Today Mel and I spent some time talking, she expressed a lot of her fears for the months ahead. She is scared...who wouldn't be in this situation? The thought of being in the hospital for possibly eight weeks after the transplant is overwhelming. She was so ready to be out of there after the five week stay last time. Her biggest struggle right now is the thought of being away from Kaden for so long. It has also been hard for her to not be here to support him in his sports endeavors...if you know Mel, she was always there at his games cheering him on. She is trying to mentally prepare herself for what is to come, you know, climbing Mt. Everest. I can't begin to imagine what must be going on within her...I'm sure it is a mighty struggle of not letting her thoughts of the worst overcome her. The next hurdle to get over is the week of radiation which is a new thing for Mel. She meets with the radiologist tomorrow and we are hoping that it will be a comforting thing to learn more about the process. Please continue to pray for her as we enter this new phase of treatment.

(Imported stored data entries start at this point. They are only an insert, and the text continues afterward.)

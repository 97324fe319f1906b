#![allow(dead_code)]

use std::collections::VecDeque;
use std::sync::atomic::{AtomicBool, AtomicUsize, Ordering};
use std::sync::{Arc, Mutex};
use std::time::Duration;

use async_trait::async_trait;
use logwatch::error::TransportError;
use logwatch::models::filter::FilterSpec;
use logwatch::services::transport::{LogSubscription, LogTransport, Unsubscribe};
use logwatch::utils::config::{Config, Mode};
use serde_json::json;
use tokio::sync::{mpsc, oneshot};
use web3::types::{Address, Log};

pub fn contract() -> Address {
    Address::repeat_byte(0xbb)
}

pub fn config(mode: Mode) -> Config {
    Config {
        endpoint: "ws://mock".to_string(),
        address: contract(),
        timeout: Duration::from_secs(1),
        mode: Some(mode),
        page_size: 2000,
        start_block: 0,
        retry_delay: Duration::ZERO,
    }
}

/// A log emitted by the watched contract at `block`.
pub fn log_at(block: u64) -> Log {
    serde_json::from_value(json!({
        "address": format!("{:?}", contract()),
        "topics": [],
        "data": "0x",
        "blockNumber": format!("{:#x}", block),
    }))
    .expect("valid log json")
}

/// What the next `query` call does.
pub enum QueryOutcome {
    Fail(&'static str),
    Hang(Duration),
}

/// Test side of a mock subscription.
pub struct Feed {
    pub events: mpsc::Sender<Log>,
    pub errors: Option<oneshot::Sender<TransportError>>,
}

struct Pending {
    events: mpsc::Receiver<Log>,
    errors: oneshot::Receiver<TransportError>,
}

#[derive(Default)]
struct Releases {
    calls: AtomicUsize,
    released: AtomicBool,
    effective: AtomicUsize,
}

struct MockHandle(Arc<Releases>);

impl Unsubscribe for MockHandle {
    fn unsubscribe(&self) {
        self.0.calls.fetch_add(1, Ordering::SeqCst);
        if !self.0.released.swap(true, Ordering::SeqCst) {
            self.0.effective.fetch_add(1, Ordering::SeqCst);
        }
    }
}

/// In-memory node holding a fixed set of logs.
pub struct MockTransport {
    chain: Vec<Log>,
    script: Mutex<VecDeque<QueryOutcome>>,
    queries: Mutex<Vec<FilterSpec>>,
    pending: Mutex<Option<Pending>>,
    subscribe_delay: Option<Duration>,
    subscribe_error: Option<&'static str>,
    releases: Arc<Releases>,
}

impl MockTransport {
    pub fn new(chain: Vec<Log>) -> (Self, Feed) {
        let (events_tx, events) = mpsc::channel(1);
        let (errors_tx, errors) = oneshot::channel();
        let transport = Self {
            chain,
            script: Mutex::new(VecDeque::new()),
            queries: Mutex::new(Vec::new()),
            pending: Mutex::new(Some(Pending { events, errors })),
            subscribe_delay: None,
            subscribe_error: None,
            releases: Arc::new(Releases::default()),
        };
        (transport, Feed { events: events_tx, errors: Some(errors_tx) })
    }

    pub fn with_script(self, outcomes: Vec<QueryOutcome>) -> Self {
        *self.script.lock().unwrap() = outcomes.into();
        self
    }

    pub fn with_subscribe_delay(mut self, delay: Duration) -> Self {
        self.subscribe_delay = Some(delay);
        self
    }

    pub fn with_subscribe_error(mut self, message: &'static str) -> Self {
        self.subscribe_error = Some(message);
        self
    }

    /// Filters passed to `query`, in call order.
    pub fn queries(&self) -> Vec<FilterSpec> {
        self.queries.lock().unwrap().clone()
    }

    pub fn unsubscribe_calls(&self) -> usize {
        self.releases.calls.load(Ordering::SeqCst)
    }

    pub fn releases(&self) -> usize {
        self.releases.effective.load(Ordering::SeqCst)
    }
}

#[async_trait]
impl LogTransport for MockTransport {
    async fn subscribe(&self, _filter: &FilterSpec) -> Result<LogSubscription, TransportError> {
        if let Some(delay) = self.subscribe_delay {
            tokio::time::sleep(delay).await;
        }
        if let Some(message) = self.subscribe_error {
            return Err(message.into());
        }
        let pending = self.pending.lock().unwrap().take().ok_or("already subscribed")?;
        Ok(LogSubscription {
            events: pending.events,
            errors: pending.errors,
            handle: Box::new(MockHandle(self.releases.clone())),
        })
    }

    async fn query(&self, filter: &FilterSpec) -> Result<Vec<Log>, TransportError> {
        self.queries.lock().unwrap().push(filter.clone());

        let outcome = self.script.lock().unwrap().pop_front();
        match outcome {
            Some(QueryOutcome::Fail(message)) => return Err(message.into()),
            Some(QueryOutcome::Hang(delay)) => tokio::time::sleep(delay).await,
            None => {}
        }

        Ok(self.chain.iter().filter(|log| matches(filter, log)).cloned().collect())
    }
}

/// Whether a node would return `log` for `filter`. Both bounds are inclusive.
fn matches(filter: &FilterSpec, log: &Log) -> bool {
    if !filter.addresses.contains(&log.address) {
        return false;
    }
    let block = match log.block_number {
        Some(block) => block.as_u64(),
        None => return filter.from_block.is_none() && filter.to_block.is_none(),
    };
    filter.from_block.map_or(true, |from| block >= from)
        && filter.to_block.map_or(true, |to| block <= to)
}
use std::time::Duration;

use logwatch::error::{Operation, TransportError, WatchError};
use logwatch::services::transport::connect;

#[tokio::test(start_paused = true)]
async fn slow_connect_reports_deadline_exceeded() {
    let result = connect("ws://slow:8546", Duration::from_secs(60), |_endpoint| async {
        tokio::time::sleep(Duration::from_secs(3600)).await;
        Ok::<_, TransportError>(())
    })
    .await;

    let err = result.unwrap_err();
    assert!(matches!(err, WatchError::Timeout { operation: Operation::Connect, .. }));
    assert!(err.is_fatal());
    assert!(err.to_string().contains("deadline exceeded"));
}

#[tokio::test]
async fn dial_failure_is_fatal_and_names_the_endpoint() {
    let result = connect("ws://unreachable:8546", Duration::from_secs(1), |_endpoint| async {
        Err::<(), TransportError>("connection refused".into())
    })
    .await;

    let err = result.unwrap_err();
    assert!(err.is_fatal());
    assert_eq!(err.to_string(), "failed to connect to ws://unreachable:8546: connection refused");
}

#[tokio::test]
async fn dial_receives_the_endpoint() {
    let transport = connect("ws://node:8546", Duration::from_secs(1), |endpoint| async move {
        Ok::<_, TransportError>(endpoint)
    })
    .await
    .unwrap();

    assert_eq!(transport, "ws://node:8546");
}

Mel and her dear friend Anna.


Sunday dinner with Kaden and some nephews.




Mel has a hard time staying warm and could often be found hanging out by the heater vents.


Mel and our mom left for Salt Lake tonight and will report to the hospital in the morning for tests and some meetings. She will be having a bone marrow biopsy and they are going to put her out this time...thank goodness, the last one was very painful. We are hoping that all goes well!


We will miss your smiles here Mel! Keep fighting and we'll see you soon.

2 comments:

Kimbies said...

I am so glad you were able to go home for a couple days. I am sure it was nice to be with Kaden and just be home. I hope that everything goes well today. I am sooooo glad they will put you out for this bone marrow biopsy. The last one was just too much! I know how I felt and I was not the one going through it! Keep hanging in there sister of mine. I think of you a lot during every day. I wish I were closer. It is hard being so far away. Just know I love you so much. I admire so much your strength and courage. I will talk to you later okay. I love you!

Les said...

I'm so glad you had such an awesome trip home!!